• _Provided records_
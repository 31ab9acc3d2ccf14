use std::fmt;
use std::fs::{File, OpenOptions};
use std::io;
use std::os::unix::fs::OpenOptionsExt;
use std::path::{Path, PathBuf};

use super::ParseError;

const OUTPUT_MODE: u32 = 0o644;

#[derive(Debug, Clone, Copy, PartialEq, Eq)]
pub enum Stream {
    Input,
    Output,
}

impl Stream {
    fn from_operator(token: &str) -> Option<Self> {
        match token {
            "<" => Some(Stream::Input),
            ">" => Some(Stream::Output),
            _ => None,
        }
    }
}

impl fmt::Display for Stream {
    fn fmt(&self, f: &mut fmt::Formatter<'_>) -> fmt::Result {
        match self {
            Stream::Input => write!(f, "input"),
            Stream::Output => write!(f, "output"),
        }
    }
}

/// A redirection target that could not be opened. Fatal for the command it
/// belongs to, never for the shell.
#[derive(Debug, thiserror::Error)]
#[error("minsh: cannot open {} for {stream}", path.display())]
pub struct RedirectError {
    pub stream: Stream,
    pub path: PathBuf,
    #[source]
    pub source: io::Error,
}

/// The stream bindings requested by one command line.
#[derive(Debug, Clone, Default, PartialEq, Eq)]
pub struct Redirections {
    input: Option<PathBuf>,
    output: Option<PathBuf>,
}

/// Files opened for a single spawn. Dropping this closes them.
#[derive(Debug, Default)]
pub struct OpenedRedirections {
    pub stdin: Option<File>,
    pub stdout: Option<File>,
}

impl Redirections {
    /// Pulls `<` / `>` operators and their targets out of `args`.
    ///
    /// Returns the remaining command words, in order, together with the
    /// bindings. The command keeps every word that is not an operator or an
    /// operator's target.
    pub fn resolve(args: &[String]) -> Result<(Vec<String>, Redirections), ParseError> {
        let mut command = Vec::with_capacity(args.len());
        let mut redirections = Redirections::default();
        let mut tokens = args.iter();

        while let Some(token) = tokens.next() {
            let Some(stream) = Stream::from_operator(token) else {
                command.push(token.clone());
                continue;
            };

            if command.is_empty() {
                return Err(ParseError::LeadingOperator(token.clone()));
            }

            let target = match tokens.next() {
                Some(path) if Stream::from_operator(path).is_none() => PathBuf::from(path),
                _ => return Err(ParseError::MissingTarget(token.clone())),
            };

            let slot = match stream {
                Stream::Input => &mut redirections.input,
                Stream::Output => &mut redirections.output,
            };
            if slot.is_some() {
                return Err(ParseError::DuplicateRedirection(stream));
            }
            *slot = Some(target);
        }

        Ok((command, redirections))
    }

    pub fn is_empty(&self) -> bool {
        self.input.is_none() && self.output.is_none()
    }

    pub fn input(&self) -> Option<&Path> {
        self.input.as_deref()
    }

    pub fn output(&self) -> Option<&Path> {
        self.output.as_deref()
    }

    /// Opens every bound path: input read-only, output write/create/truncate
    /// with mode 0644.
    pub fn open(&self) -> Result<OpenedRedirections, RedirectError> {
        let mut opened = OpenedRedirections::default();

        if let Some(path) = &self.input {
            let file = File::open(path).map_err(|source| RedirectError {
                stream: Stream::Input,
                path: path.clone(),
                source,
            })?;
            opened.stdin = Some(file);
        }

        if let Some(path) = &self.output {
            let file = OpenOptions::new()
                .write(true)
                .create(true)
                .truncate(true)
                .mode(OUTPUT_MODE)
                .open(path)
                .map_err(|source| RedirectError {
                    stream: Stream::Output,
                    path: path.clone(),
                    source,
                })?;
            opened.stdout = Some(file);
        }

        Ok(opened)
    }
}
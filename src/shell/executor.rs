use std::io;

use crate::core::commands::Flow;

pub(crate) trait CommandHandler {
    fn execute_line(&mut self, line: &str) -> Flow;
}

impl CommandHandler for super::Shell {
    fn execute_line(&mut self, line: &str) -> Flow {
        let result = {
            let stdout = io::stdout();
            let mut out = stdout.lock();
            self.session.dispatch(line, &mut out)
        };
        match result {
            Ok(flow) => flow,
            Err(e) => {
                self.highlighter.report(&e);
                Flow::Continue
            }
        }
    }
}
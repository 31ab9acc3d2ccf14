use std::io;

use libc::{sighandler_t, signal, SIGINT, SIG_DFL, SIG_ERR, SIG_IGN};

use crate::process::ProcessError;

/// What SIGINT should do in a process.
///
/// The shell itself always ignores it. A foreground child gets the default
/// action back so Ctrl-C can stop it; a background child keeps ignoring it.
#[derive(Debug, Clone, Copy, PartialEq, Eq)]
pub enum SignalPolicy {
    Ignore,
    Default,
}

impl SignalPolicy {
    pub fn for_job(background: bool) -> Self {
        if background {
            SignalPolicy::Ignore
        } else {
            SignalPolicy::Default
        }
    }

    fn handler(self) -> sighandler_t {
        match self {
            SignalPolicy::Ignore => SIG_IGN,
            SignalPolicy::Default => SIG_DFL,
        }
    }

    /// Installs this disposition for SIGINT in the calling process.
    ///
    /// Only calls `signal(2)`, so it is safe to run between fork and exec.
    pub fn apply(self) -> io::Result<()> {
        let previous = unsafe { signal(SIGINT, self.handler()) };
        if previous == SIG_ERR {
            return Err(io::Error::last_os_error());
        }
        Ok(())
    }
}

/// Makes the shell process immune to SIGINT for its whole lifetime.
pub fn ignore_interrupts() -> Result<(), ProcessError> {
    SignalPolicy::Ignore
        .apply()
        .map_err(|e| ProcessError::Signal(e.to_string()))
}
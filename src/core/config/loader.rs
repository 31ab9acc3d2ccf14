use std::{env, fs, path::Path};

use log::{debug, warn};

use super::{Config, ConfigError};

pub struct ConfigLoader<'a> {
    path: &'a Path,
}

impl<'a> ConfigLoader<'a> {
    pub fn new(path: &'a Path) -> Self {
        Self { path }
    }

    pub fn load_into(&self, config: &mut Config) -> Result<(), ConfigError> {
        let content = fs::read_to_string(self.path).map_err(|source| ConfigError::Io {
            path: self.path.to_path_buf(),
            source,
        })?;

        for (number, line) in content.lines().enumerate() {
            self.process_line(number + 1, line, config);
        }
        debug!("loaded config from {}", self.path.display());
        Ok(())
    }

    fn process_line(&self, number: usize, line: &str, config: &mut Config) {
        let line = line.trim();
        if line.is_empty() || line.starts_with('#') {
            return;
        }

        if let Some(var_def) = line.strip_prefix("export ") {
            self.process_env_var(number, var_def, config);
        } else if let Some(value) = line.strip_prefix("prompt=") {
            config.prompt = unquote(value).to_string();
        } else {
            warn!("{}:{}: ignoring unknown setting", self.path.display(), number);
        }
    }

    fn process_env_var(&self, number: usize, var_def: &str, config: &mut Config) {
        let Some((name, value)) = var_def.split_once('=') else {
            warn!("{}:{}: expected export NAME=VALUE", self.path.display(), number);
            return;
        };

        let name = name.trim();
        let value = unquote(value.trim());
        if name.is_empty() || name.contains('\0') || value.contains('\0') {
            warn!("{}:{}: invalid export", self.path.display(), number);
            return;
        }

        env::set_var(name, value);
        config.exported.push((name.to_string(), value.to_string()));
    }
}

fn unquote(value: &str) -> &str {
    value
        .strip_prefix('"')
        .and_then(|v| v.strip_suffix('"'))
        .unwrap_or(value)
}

• _Description of the task_
Could you report all lines of the listing that hold "bindings"?

• _Output for this task_
/// The stream bindings requested by one command line.
    /// bindings. The command keeps every word that is not an operator or an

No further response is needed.